In case you were wondering, the Smart Virus Eliminator software is a scam. It is not a real virus scanner and does not do anything but try to con people out of their money. If you didn’t know any better, you would think this was legitimate antivirus software because it looks like a real antivirus program. The graphics and menus all seem legit and your computer will behave like it has a virus while this software is running. Smart Virus Eliminator is one of many dozens of similar programs that look like the real deal, but they are all fake. I wish something could be done to stop these things, but most of them come from countries where there is little you can do to legally go after them. If you did send them your credit card info, this type malware could end up making you the victim of a phish scam. Your best defense is to take preventative measures to keep this type of malware from ever getting on your PC.
- slide 3 of 4
To remove the infection, I first ran a Quick Scan in Windows Defender and it identified the malware as Trojan/FakeVimes and gave me the option to remove. I let it remove the trojan, then I rebooted the PC and ran another quick scan. This time, it found multiple instances of the program, including links to the executable hidden in the user's profile in their Desktop folder as well as in the Application Data and the Temporary Internet Files folders. I told Windows Defender to remove them all again, then I rebooted again and ran a full scan in Defender. This time, it found nothing.

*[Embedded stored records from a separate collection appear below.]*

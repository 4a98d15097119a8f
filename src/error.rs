use num_derive::FromPrimitive;
use num_traits::FromPrimitive;
use thiserror::Error;

//the numeric values are part of the host-facing interface (see to_error_msg) so variants may only
// ever be appended, never reordered
#[derive(Error, Debug, Clone, Copy, PartialEq, Eq, FromPrimitive)]
pub enum PoolError {
    #[error("Newton iteration did not converge or produced an invalid result")]
    Convergence = 0,
    #[error("Output amount is below the specified minimum")]
    Slippage,
    #[error("Token index is out of bounds or input and output index coincide")]
    InvalidIndex,
    #[error("Amount must be positive")]
    ZeroAmount,
    #[error("Pool balances must be positive")]
    ZeroBalance,
    #[error("Specified A or gamma is out of bounds")]
    InvalidAmpGammaValue,
    #[error("A/gamma ramp window is too short")]
    InvalidRampTimestamp,
    #[error("Given fee is invalid")]
    InvalidFeeInput,
    #[error("Given price is invalid")]
    InvalidPriceInput,
    #[error("Given oracle parameter is invalid")]
    InvalidOracleParameter,
    #[error("Token decimals exceed 18")]
    InvalidDecimals,
    #[error("Instruction data could not be decoded")]
    InvalidInstruction,
    #[error("Arithmetic overflow")]
    MathOverflow,
}

impl PoolError {
    pub fn code(self) -> u32 {
        self as u32
    }

    pub fn from_code(code: u32) -> Option<Self> {
        Self::from_u32(code)
    }
}

impl From<PoolError> for u32 {
    fn from(e: PoolError) -> Self {
        e.code()
    }
}

pub fn to_error_msg(code: u32) -> String {
    match PoolError::from_code(code) {
        Some(e) => e.to_string(),
        None => format!("Unknown pool error code {}", code),
    }
}
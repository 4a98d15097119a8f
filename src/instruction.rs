use borsh::{BorshDeserialize, BorshSerialize};

#[cfg(feature = "fuzz")]
use arbitrary::Arbitrary;

use crate::amp_gamma::{AmpT, GammaT, TimestampT};

/// Mutating requests a host can hand to `Processor::process` in their borsh encoding.
///
/// Amounts are raw token amounts.
#[cfg_attr(feature = "fuzz", derive(Arbitrary))]
#[derive(BorshSerialize, BorshDeserialize, Debug, Clone, Copy, PartialEq, Eq)]
pub enum PoolInstruction {
    Swap {
        input_index: u8,
        output_index: u8,
        input_amount: u128,
        minimum_output_amount: u128,
    },
    RampAGamma {
        //A * N^N
        future_a: AmpT,
        future_gamma: GammaT,
        future_ts: TimestampT,
    },
    StopRampAGamma,
}

#[cfg(test)]
mod tests {
    use super::*;

    #[test]
    fn encoding_is_tagged_by_variant_order() {
        let swap = PoolInstruction::Swap {
            input_index: 0,
            output_index: 2,
            input_amount: 1_000_000,
            minimum_output_amount: 0,
        };
        let bytes = swap.try_to_vec().unwrap();
        assert_eq!(bytes[0], 0);
        assert_eq!(bytes.len(), 1 + 1 + 1 + 16 + 16);
        assert_eq!(PoolInstruction::try_from_slice(&bytes).unwrap(), swap);

        assert_eq!(PoolInstruction::StopRampAGamma.try_to_vec().unwrap(), vec![2]);
    }

    #[test]
    fn garbage_does_not_decode() {
        assert!(PoolInstruction::try_from_slice(&[7]).is_err());
        assert!(PoolInstruction::try_from_slice(&[0, 1]).is_err());
    }
}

I put the machine back on the network and waited about half an hour to make sure it wouldn't find anything, since sometimes an active Internet connection will revive this type of malware. Just to be on the safe side, I also rebuilt the user’s roaming profile by renaming the local and server copy, then letting him log in to create a new profile. I did this because the Trojan was replicating itself in the Application Data directory and it seemed to only affect that user’s profile. Once I got everything clear, I also turned off System Restore to clear out all the restore points, then turned it back on to start over. I did this because often times System Restore will save the malware and you could accidentally restore the infection.
- slide 4 of 4
You should familiarize yourself with the security software on your PC. When it comes to these type fake virus scanners, you have to know what you do or do not have installed. Don’t just think ‘my computer said I have a virus’ and go with it. Your computer only does what the software allows it to do, so if you never installed a virus program called Smart Virus Eliminator, then you shouldn’t be getting messages from it saying that you have a virus.